Stored items:

-- Opening Marker --

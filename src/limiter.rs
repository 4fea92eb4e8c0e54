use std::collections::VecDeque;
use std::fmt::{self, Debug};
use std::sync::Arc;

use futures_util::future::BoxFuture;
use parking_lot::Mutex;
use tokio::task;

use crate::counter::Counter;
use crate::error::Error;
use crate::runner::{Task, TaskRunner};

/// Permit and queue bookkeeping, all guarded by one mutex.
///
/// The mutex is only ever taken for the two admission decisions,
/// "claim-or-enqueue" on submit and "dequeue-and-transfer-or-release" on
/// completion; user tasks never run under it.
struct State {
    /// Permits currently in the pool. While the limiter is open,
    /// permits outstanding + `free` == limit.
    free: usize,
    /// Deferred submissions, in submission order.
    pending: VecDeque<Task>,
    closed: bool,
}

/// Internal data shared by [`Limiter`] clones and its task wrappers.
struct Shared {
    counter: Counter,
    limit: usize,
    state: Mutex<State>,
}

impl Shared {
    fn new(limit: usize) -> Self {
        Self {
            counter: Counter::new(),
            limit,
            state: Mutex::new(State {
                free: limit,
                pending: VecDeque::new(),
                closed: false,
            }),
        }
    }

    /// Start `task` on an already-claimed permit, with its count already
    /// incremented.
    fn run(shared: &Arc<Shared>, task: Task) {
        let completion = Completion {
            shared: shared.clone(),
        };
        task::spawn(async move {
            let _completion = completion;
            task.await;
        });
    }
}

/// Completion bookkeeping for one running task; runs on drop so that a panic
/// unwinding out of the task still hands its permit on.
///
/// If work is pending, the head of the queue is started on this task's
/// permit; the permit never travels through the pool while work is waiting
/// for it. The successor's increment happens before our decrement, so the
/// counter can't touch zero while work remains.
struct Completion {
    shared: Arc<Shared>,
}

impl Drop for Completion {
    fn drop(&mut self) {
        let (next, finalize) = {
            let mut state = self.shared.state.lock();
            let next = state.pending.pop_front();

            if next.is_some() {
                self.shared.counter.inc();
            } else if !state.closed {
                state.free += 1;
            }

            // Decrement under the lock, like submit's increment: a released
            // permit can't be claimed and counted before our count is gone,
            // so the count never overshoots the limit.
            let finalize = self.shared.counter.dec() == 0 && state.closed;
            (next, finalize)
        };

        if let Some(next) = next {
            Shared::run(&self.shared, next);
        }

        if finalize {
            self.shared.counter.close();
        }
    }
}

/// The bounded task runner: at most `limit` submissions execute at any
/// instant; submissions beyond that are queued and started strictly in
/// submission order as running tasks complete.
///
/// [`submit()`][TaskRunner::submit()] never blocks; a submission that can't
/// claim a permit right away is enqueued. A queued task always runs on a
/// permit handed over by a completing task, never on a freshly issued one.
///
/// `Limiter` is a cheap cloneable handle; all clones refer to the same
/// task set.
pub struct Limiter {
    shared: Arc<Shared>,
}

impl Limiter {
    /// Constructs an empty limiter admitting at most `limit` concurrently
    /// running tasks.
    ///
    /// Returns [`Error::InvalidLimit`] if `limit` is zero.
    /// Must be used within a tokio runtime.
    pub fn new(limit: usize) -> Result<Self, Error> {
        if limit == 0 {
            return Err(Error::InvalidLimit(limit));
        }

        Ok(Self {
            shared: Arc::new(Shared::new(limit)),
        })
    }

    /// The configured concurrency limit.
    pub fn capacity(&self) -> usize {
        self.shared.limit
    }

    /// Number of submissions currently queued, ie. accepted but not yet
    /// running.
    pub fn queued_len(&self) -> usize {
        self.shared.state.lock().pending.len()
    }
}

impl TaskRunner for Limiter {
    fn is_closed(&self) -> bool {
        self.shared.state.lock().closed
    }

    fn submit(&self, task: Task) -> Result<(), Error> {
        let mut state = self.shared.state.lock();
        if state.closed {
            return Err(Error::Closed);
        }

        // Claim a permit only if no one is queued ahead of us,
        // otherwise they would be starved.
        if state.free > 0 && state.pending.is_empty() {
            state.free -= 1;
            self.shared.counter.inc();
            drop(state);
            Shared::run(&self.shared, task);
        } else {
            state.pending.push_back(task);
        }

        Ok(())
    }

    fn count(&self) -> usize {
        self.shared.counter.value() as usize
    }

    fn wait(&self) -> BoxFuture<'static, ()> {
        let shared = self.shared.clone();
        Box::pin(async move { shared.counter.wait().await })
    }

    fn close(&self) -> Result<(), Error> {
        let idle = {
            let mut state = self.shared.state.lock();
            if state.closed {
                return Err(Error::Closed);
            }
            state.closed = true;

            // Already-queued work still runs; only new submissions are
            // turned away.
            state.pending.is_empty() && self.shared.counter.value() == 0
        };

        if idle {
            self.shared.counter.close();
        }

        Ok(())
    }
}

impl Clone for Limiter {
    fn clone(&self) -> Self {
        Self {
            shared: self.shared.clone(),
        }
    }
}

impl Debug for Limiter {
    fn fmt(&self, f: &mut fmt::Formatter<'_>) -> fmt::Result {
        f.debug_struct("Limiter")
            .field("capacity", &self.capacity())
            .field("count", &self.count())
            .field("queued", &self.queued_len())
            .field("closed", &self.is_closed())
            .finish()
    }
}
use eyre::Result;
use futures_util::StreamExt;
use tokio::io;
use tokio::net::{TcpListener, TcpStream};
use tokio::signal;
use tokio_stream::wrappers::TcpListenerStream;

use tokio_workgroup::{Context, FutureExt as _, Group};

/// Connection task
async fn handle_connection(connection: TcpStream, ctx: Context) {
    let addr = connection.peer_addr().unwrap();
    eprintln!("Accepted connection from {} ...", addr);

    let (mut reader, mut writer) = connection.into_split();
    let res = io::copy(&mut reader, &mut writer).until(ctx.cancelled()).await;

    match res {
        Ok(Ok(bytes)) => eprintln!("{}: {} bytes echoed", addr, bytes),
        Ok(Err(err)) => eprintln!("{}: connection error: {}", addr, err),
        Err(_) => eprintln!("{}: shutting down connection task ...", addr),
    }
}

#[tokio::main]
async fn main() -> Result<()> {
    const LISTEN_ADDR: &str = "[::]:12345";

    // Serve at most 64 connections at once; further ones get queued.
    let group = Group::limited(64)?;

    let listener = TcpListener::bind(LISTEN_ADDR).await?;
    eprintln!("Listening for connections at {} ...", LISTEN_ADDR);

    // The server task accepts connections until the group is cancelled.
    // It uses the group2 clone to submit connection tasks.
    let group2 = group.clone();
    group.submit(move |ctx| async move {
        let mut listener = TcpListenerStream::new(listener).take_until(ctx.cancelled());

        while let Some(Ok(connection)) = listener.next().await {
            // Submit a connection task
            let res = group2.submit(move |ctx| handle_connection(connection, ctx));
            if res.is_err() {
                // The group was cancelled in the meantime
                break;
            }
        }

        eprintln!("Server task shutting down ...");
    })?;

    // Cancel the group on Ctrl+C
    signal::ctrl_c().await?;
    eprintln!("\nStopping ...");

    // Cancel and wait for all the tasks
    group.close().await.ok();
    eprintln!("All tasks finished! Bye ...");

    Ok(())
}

-- Closing Marker --
-- Opening Marker --

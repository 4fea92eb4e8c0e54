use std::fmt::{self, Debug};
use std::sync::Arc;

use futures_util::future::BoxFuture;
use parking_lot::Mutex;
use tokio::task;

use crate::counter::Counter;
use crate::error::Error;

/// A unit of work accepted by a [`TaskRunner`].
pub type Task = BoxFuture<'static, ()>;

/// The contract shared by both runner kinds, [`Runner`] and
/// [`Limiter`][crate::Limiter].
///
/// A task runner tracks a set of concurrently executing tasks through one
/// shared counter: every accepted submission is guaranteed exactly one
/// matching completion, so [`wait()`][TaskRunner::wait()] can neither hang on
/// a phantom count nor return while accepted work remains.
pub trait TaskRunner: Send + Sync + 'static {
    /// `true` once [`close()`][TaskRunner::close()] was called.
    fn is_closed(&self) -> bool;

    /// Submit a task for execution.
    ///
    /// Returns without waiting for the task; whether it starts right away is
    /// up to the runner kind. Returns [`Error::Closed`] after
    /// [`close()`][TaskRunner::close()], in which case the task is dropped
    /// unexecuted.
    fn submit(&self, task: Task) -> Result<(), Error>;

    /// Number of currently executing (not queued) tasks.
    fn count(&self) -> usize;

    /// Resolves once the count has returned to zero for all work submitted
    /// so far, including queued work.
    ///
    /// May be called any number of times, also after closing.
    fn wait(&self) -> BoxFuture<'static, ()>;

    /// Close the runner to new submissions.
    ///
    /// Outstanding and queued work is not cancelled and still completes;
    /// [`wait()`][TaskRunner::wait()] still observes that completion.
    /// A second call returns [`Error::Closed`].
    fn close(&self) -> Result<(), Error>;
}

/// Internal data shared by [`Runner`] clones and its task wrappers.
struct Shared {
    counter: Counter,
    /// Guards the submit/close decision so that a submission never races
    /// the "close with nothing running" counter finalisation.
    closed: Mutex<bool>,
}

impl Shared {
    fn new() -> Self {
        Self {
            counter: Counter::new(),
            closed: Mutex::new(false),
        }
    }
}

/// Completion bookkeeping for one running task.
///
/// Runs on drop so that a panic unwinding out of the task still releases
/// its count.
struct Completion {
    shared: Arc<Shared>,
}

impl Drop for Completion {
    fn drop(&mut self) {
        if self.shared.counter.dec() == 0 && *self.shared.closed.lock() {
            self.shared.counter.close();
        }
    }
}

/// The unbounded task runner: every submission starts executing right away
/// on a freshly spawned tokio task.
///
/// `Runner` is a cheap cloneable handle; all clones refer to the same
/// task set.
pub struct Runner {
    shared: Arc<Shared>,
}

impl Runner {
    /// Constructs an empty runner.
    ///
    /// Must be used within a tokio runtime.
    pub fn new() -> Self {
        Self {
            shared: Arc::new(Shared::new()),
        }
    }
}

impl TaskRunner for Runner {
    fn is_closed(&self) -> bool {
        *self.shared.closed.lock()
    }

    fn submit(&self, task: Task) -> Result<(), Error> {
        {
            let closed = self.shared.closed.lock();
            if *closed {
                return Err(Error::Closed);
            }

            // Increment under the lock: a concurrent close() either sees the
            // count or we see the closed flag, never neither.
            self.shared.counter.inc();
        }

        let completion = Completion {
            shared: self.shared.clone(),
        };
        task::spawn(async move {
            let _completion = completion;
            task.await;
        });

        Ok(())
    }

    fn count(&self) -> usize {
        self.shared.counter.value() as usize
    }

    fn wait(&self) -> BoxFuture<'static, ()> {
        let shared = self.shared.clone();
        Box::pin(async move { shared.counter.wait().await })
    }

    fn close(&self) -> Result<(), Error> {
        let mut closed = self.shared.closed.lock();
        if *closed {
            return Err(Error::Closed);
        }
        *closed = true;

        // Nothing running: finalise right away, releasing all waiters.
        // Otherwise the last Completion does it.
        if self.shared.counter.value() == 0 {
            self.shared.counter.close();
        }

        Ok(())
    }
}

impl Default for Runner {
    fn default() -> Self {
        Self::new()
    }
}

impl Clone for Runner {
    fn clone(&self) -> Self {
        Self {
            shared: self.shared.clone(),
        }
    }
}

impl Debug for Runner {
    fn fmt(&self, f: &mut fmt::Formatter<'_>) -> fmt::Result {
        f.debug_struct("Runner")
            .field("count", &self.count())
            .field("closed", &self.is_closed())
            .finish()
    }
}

-- Closing Marker --

» **TASK STATEMENT**
Lines that include the word "capacity" are to be extracted from the data above.

» **RESPONSE FOR THIS EXERCISE**
    pub fn capacity(&self) -> usize {
            .field("capacity", &self.capacity())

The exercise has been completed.